• _Exercise brief_:
Search the records below for the word "bool". Copy each line where it occurs.

++++ The records

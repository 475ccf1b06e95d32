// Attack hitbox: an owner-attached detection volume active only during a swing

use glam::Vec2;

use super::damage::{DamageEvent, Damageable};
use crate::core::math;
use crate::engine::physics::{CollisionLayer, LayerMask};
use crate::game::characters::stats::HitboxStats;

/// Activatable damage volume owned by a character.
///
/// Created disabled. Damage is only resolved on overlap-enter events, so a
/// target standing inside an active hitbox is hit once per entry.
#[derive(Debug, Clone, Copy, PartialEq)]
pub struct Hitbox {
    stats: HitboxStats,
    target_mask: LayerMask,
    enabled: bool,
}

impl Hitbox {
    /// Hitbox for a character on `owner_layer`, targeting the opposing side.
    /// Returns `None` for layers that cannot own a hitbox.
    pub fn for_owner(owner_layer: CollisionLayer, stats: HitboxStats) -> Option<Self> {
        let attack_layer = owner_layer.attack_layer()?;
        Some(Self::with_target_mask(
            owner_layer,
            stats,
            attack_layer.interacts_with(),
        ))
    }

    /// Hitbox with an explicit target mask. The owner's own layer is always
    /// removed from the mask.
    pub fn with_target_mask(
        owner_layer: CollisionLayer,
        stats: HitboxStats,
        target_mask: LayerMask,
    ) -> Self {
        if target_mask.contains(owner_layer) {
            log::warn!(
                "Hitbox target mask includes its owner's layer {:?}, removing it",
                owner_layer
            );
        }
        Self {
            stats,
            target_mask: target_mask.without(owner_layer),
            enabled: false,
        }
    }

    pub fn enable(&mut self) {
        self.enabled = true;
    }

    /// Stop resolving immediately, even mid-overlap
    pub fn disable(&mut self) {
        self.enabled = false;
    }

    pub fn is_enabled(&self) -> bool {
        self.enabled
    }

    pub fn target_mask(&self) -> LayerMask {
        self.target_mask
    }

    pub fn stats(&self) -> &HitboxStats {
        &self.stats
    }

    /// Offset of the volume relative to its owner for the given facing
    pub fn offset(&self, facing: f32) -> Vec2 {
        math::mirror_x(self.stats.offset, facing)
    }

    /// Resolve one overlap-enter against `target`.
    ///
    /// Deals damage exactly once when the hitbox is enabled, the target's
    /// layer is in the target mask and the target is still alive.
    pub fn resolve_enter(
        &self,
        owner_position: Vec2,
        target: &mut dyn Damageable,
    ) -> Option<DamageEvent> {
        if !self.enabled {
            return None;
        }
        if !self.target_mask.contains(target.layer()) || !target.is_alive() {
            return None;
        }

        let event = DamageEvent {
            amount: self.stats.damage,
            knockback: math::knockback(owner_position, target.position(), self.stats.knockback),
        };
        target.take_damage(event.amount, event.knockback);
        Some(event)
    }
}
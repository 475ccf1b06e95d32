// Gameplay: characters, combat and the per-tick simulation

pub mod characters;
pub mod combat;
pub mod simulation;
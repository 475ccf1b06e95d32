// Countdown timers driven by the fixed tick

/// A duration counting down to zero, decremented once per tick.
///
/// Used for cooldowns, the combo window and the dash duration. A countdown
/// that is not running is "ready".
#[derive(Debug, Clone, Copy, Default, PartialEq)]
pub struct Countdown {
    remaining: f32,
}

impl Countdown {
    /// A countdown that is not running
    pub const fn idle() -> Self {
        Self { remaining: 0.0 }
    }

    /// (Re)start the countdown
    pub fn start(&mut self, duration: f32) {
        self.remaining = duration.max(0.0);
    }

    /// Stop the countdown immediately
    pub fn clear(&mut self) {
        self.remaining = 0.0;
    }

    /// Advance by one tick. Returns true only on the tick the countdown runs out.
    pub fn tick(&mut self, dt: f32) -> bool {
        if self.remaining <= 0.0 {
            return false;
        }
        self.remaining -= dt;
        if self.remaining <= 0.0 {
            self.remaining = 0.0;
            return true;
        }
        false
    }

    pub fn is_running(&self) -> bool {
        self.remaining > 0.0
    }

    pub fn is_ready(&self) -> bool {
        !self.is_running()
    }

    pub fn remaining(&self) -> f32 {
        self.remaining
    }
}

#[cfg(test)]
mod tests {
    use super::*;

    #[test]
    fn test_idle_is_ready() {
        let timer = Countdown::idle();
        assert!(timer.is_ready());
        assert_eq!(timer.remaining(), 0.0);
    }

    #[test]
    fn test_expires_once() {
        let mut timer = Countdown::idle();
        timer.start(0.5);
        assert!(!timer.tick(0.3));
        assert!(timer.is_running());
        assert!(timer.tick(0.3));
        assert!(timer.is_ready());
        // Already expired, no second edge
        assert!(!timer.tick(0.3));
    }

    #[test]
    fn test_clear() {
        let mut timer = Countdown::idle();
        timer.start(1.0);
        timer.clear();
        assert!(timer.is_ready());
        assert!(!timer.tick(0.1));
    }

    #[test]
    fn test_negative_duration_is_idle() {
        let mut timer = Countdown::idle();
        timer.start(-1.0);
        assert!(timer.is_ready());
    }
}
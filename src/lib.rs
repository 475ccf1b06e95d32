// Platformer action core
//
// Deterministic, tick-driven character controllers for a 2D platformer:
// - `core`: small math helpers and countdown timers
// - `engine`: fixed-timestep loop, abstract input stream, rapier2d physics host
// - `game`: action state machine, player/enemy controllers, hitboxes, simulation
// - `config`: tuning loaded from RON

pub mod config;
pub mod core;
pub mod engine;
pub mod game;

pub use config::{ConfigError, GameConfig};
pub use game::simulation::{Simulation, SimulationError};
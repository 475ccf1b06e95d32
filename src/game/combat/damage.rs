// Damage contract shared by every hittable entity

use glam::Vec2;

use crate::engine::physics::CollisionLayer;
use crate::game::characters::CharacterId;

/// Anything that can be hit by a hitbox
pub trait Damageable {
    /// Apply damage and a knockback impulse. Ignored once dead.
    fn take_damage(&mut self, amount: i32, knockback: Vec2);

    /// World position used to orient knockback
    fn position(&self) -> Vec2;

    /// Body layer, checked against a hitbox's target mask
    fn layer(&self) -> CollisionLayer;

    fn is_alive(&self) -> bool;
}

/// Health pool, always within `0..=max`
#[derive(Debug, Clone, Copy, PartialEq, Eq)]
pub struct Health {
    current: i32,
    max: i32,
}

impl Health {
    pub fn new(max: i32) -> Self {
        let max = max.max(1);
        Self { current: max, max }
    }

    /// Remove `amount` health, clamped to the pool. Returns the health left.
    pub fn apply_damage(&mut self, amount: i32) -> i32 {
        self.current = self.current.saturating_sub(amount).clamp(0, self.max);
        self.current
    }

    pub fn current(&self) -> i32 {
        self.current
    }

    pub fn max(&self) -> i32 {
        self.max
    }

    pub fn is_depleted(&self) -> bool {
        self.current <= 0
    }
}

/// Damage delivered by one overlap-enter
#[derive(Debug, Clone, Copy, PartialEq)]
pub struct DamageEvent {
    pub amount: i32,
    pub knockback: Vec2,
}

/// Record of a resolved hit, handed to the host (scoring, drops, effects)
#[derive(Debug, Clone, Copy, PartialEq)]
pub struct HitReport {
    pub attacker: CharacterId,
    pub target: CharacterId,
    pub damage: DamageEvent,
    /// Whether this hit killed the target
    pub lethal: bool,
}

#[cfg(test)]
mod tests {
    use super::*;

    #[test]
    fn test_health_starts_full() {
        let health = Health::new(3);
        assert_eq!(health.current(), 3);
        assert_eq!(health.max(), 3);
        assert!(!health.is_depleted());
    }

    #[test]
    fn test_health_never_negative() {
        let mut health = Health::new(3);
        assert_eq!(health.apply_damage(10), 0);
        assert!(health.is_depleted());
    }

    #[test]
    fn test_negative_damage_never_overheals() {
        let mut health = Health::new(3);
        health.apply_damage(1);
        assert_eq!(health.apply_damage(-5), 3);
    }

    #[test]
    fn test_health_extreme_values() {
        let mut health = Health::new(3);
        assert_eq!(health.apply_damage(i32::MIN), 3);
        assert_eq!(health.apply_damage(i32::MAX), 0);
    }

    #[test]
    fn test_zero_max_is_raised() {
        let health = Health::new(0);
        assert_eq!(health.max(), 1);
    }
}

++++++++

• _Exercise response_:
    enabled: bool,
    pub fn is_enabled(&self) -> bool {
    pub fn tick(&mut self, dt: f32) -> bool {
    pub fn is_running(&self) -> bool {
    pub fn is_ready(&self) -> bool {
    fn is_alive(&self) -> bool;
    pub fn is_depleted(&self) -> bool {
    pub lethal: bool,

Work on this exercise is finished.